Chaque année universitaire est marquée par l’accroissement de la sélection sociale à l’université. Ce début d’année 2025-2026 l’a de nouveau démontré.
Refusés par les présidences d’universités et un corps professoral de plus en plus élitiste, des milliers d’étudiantes et d’étudiants se retrouvent sur la touche, privés d’affectation dans une université, alors qu’ils ont pourtant obtenu le diplôme requis : le baccalauréat pour entrer en première année de Licence, et le diplôme de Licence pour entrer en première année de Master. Lorsque la rentrée approche, ces étudiantes et étudiants, désormais “sans-fac”, se retrouvent angoissés et dans l’incertitude la plus complète concernant la suite de leur cursus. Impactant majoritairement des étudiantes et étudiants qui ont eu un parcours scolaire parfois sinueux et souvent marqué par la précarité, le tri opéré via les plateformes Parcoursup et MonMaster est une véritable sélection sociale. De plus, nous constatons cette année encore que les personnes refusées en Licence et Master ont majoritairement des patronymes “étrangers”, ce qui corrobore tristement l’étude de scientifique de l’ONDES qui établissait d’importants biais racistes dans les processus de sélection universitaires.

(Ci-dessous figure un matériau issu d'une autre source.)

use std::collections::HashMap;
use std::path::{Path, PathBuf};

use calamine::{open_workbook_auto, Reader};
use serde::Deserialize;

use super::NotificationError;

/// Ship name to recipient addresses, loaded from the notification list.
#[derive(Debug, Clone, Default, PartialEq, Eq)]
pub struct RecipientDirectory {
    by_ship: HashMap<String, Vec<String>>,
}

#[derive(Debug, Deserialize)]
struct RecipientRow {
    #[serde(rename = "Ship")]
    ship: String,
    #[serde(rename = "Recipients", default)]
    recipients: String,
}

impl RecipientDirectory {
    /// Loads an `.xlsx`/`.xls` workbook (first sheet) or a `.csv` file with
    /// `Ship` and `Recipients` columns.
    pub fn load(path: &Path) -> Result<Self, NotificationError> {
        let extension = path
            .extension()
            .and_then(|ext| ext.to_str())
            .unwrap_or_default()
            .to_ascii_lowercase();

        let rows = if extension == "csv" {
            read_csv(path)?
        } else {
            read_workbook(path)?
        };

        let mut directory = Self::default();
        for (ship, recipients) in rows {
            directory.insert(&ship, &recipients);
        }
        Ok(directory)
    }

    /// Adds a ship entry from a `;`-delimited address list. The first entry
    /// for a ship is kept.
    pub fn insert(&mut self, ship: &str, recipients: &str) {
        let addresses = recipients
            .split(';')
            .map(str::trim)
            .filter(|address| !address.is_empty())
            .map(str::to_string)
            .collect();
        self.by_ship
            .entry(normalize_ship(ship))
            .or_insert(addresses);
    }

    pub fn recipients_for(&self, ship: &str) -> Option<&[String]> {
        self.by_ship.get(&normalize_ship(ship)).map(Vec::as_slice)
    }
}

fn normalize_ship(ship: &str) -> String {
    ship.trim().to_uppercase()
}

fn read_csv(path: &Path) -> Result<Vec<(String, String)>, NotificationError> {
    let source = |err: csv::Error| NotificationError::Recipients {
        path: path.to_path_buf(),
        reason: err.to_string(),
    };
    let mut reader = csv::ReaderBuilder::new()
        .trim(csv::Trim::All)
        .from_path(path)
        .map_err(source)?;

    reader
        .deserialize::<RecipientRow>()
        .map(|row| row.map(|row| (row.ship, row.recipients)).map_err(source))
        .collect()
}

fn read_workbook(path: &Path) -> Result<Vec<(String, String)>, NotificationError> {
    let failure = |reason: String| NotificationError::Recipients {
        path: PathBuf::from(path),
        reason,
    };

    let mut workbook = open_workbook_auto(path).map_err(|err| failure(err.to_string()))?;
    let sheet = workbook
        .sheet_names()
        .first()
        .cloned()
        .ok_or_else(|| failure("workbook has no sheets".to_string()))?;
    let range = workbook
        .worksheet_range(&sheet)
        .map_err(|err| failure(err.to_string()))?;

    let mut rows = range.rows();
    let header: Vec<String> = rows
        .next()
        .map(|cells| cells.iter().map(|cell| cell.to_string().trim().to_string()).collect())
        .unwrap_or_default();
    let column = |name: &str| {
        header
            .iter()
            .position(|value| value.eq_ignore_ascii_case(name))
            .ok_or_else(|| failure(format!("column {name} missing")))
    };
    let ship_index = column("Ship")?;
    let recipients_index = column("Recipients")?;

    Ok(rows
        .filter_map(|cells| {
            let ship = cells.get(ship_index)?.to_string();
            if ship.trim().is_empty() {
                return None;
            }
            let recipients = cells
                .get(recipients_index)
                .map(ToString::to_string)
                .unwrap_or_default();
            Some((ship, recipients))
        })
        .collect())
}

#[cfg(test)]
mod tests {
    use super::*;
    use std::io::Write;

    #[test]
    fn csv_lists_split_on_semicolons() {
        let mut file = tempfile::Builder::new()
            .suffix(".csv")
            .tempfile()
            .expect("temp file");
        writeln!(
            file,
            "Ship,Recipients\nZUIDERDAM,hm.zu@ship.example; spa.zu@ship.example;\nEurodam,hm.eu@ship.example"
        )
        .expect("write csv");

        let directory = RecipientDirectory::load(file.path()).expect("directory loads");
        assert_eq!(
            directory.recipients_for("Zuiderdam").expect("ship present"),
            ["hm.zu@ship.example", "spa.zu@ship.example"]
        );
        assert_eq!(
            directory.recipients_for("EURODAM").expect("ship present"),
            ["hm.eu@ship.example"]
        );
        assert!(directory.recipients_for("KONINGSDAM").is_none());
    }

    #[test]
    fn duplicated_ship_rows_keep_the_first_entry() {
        let mut file = tempfile::Builder::new()
            .suffix(".csv")
            .tempfile()
            .expect("temp file");
        writeln!(
            file,
            "Ship,Recipients\nZUIDERDAM,a@x.example; b@x.example\nZuiderdam,second@x.example"
        )
        .expect("write csv");

        let directory = RecipientDirectory::load(file.path()).expect("directory loads");
        assert_eq!(
            directory.recipients_for("ZUIDERDAM").expect("ship present"),
            ["a@x.example", "b@x.example"]
        );
    }

    fn write_workbook(path: &Path, rows: &[(&str, &str)]) {
        let mut workbook = rust_xlsxwriter::Workbook::new();
        let sheet = workbook.add_worksheet();
        sheet.write_string(0, 0, "Ship").expect("header");
        sheet.write_string(0, 1, "Recipients").expect("header");
        for (row, (ship, recipients)) in (1u32..).zip(rows) {
            sheet.write_string(row, 0, *ship).expect("ship cell");
            sheet.write_string(row, 1, *recipients).expect("recipients cell");
        }
        workbook.save(path).expect("save workbook");
    }

    #[test]
    fn workbook_lists_split_on_semicolons() {
        let dir = tempfile::tempdir().expect("temp dir");
        let path = dir.path().join("ship_email_list.xlsx");
        write_workbook(
            &path,
            &[
                ("ZUIDERDAM", "hm.zu@ship.example; spa.zu@ship.example;"),
                ("Eurodam", "hm.eu@ship.example"),
                ("ZUIDERDAM", "second@ship.example"),
            ],
        );

        let directory = RecipientDirectory::load(&path).expect("directory loads");
        assert_eq!(
            directory.recipients_for("zuiderdam").expect("ship present"),
            ["hm.zu@ship.example", "spa.zu@ship.example"]
        );
        assert_eq!(
            directory.recipients_for("EURODAM").expect("ship present"),
            ["hm.eu@ship.example"]
        );
        assert!(directory.recipients_for("KONINGSDAM").is_none());
    }

    #[test]
    fn missing_workbook_is_a_recipient_error() {
        let error = RecipientDirectory::load(Path::new("./communication/missing.xlsx"))
            .expect_err("workbook missing");
        assert!(matches!(error, NotificationError::Recipients { .. }));
    }
}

Cette sélection sociale n’a pas qu’un impact sur leur avenir académique et professionnel, le fait d’être privés d’accès aux études entraîne la perte du statut d’étudiant donc des bourses et du logement étudiant. La sélection sociale est une fabrique immédiate de la précarité, ainsi que la fabrique d’une future main-d’œuvre non diplômée destinée à des métiers précaires.

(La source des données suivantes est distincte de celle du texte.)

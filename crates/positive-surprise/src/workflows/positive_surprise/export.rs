use std::fs;
use std::path::{Path, PathBuf};

use rust_xlsxwriter::{Format, Workbook, XlsxError};
use tracing::debug;

use super::domain::Table;
use super::portal::{PortalError, PortalGateway};

#[derive(Debug, Clone, Copy, PartialEq, Eq)]
pub enum ExportFormat {
    Csv,
    Xlsx,
}

impl ExportFormat {
    pub const fn extension(self) -> &'static str {
        match self {
            Self::Csv => "csv",
            Self::Xlsx => "xlsx",
        }
    }
}

#[derive(Debug, thiserror::Error)]
pub enum ExportError {
    #[error("unable to prepare {path}: {source}")]
    Io {
        path: PathBuf,
        source: std::io::Error,
    },
    #[error("unable to write csv {path}: {source}")]
    Csv { path: PathBuf, source: csv::Error },
    #[error("unable to write workbook {path}: {source}")]
    Xlsx { path: PathBuf, source: XlsxError },
    #[error(transparent)]
    Portal(#[from] PortalError),
}

/// Writes tables to local storage and optionally publishes them.
#[derive(Debug, Clone, Copy)]
pub struct Exporter<'a> {
    portal: &'a dyn PortalGateway,
}

impl<'a> Exporter<'a> {
    pub fn new(portal: &'a dyn PortalGateway) -> Self {
        Self { portal }
    }

    /// Writes `<local_path>/<filename>.<ext>` with a header row and no index
    /// column, then uploads it to `portal_path` when `publish` is set.
    /// Callers skip empty tables.
    pub fn export(
        &self,
        table: &Table,
        filename: &str,
        local_path: &Path,
        format: ExportFormat,
        publish: bool,
        portal_path: &str,
    ) -> Result<PathBuf, ExportError> {
        debug!(filename, extension = format.extension(), "exporting data");

        fs::create_dir_all(local_path).map_err(|source| ExportError::Io {
            path: local_path.to_path_buf(),
            source,
        })?;

        let local_file = local_path.join(format!("{filename}.{}", format.extension()));
        match format {
            ExportFormat::Csv => write_csv(table, &local_file)?,
            ExportFormat::Xlsx => write_xlsx(table, &local_file)?,
        }

        if publish {
            self.portal.push(&local_file, portal_path)?;
        }

        Ok(local_file)
    }
}

fn write_csv(table: &Table, path: &Path) -> Result<(), ExportError> {
    let wrap = |source: csv::Error| ExportError::Csv {
        path: path.to_path_buf(),
        source,
    };

    let mut writer = csv::Writer::from_path(path).map_err(wrap)?;
    writer.write_record(table.columns()).map_err(wrap)?;
    for row in table.rows() {
        writer
            .write_record(row.cells().map(|(_, value)| value.unwrap_or_default()))
            .map_err(wrap)?;
    }
    writer.flush().map_err(|source| ExportError::Io {
        path: path.to_path_buf(),
        source,
    })
}

fn write_xlsx(table: &Table, path: &Path) -> Result<(), ExportError> {
    let wrap = |source: XlsxError| ExportError::Xlsx {
        path: path.to_path_buf(),
        source,
    };

    let mut workbook = Workbook::new();
    let header = Format::new().set_bold();
    let worksheet = workbook.add_worksheet();

    for (col, name) in table.columns().iter().enumerate() {
        worksheet
            .write_string_with_format(0, sheet_col(col).map_err(wrap)?, name, &header)
            .map_err(wrap)?;
    }
    for (index, row) in table.rows().enumerate() {
        let row_number = sheet_row(index + 1).map_err(wrap)?;
        for (col, (_, value)) in row.cells().enumerate() {
            if let Some(value) = value {
                worksheet
                    .write_string(row_number, sheet_col(col).map_err(wrap)?, value)
                    .map_err(wrap)?;
            }
        }
    }

    workbook.save(path).map_err(wrap)
}

fn sheet_row(index: usize) -> Result<u32, XlsxError> {
    u32::try_from(index).map_err(|_| XlsxError::RowColumnLimitError)
}

fn sheet_col(index: usize) -> Result<u16, XlsxError> {
    u16::try_from(index).map_err(|_| XlsxError::RowColumnLimitError)
}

Pour les étudiantes et étudiants internationaux, cette sélection entraîne la perte du visa étudiant et donc l’impossibilité de travailler, la suspension des APL, ainsi qu’une probable expulsion du pays.
Cette année encore, le gouvernement a maintenu son nouveau mécanisme pour la sélection en master. Encore plus implacable que les dispositifs précédents, la plateforme MonMaster, optimise et généralise le tri social en centralisant les candidatures en master sur une seule plateforme nationale tout en utilisant un algorithme de tri social semblable à Parcoursup. De plus, le gouvernement a fait le choix de rallonger les délais pour l’acceptation des vœux, avec une phase complémentaire s’étirant jusqu’à la mi-octobre. Cependant, à ce moment-là, presque rien ne bouge dans les files d’attente d’admission, mais laisse les étudiantes et étudiants dans l’espoir et l’angoisse d’une admission, qui souvent n’arrivera jamais. Au-delà de l’impact sur la santé mentale, cette attente a des impacts importants sur la vie quotidienne, notamment sur le logement, l’emploi, les aides sociales et autres.
À Montpellier, une mobilisation de longue date face au corps professoral.
Chaque année à Montpellier, depuis 10 ans maintenant, le Syndicat de Combat Universitaire de Montpellier (SCUM) mène une intense mobilisation afin que chacune et chacun puisse s’inscrire dans la filière de son choix.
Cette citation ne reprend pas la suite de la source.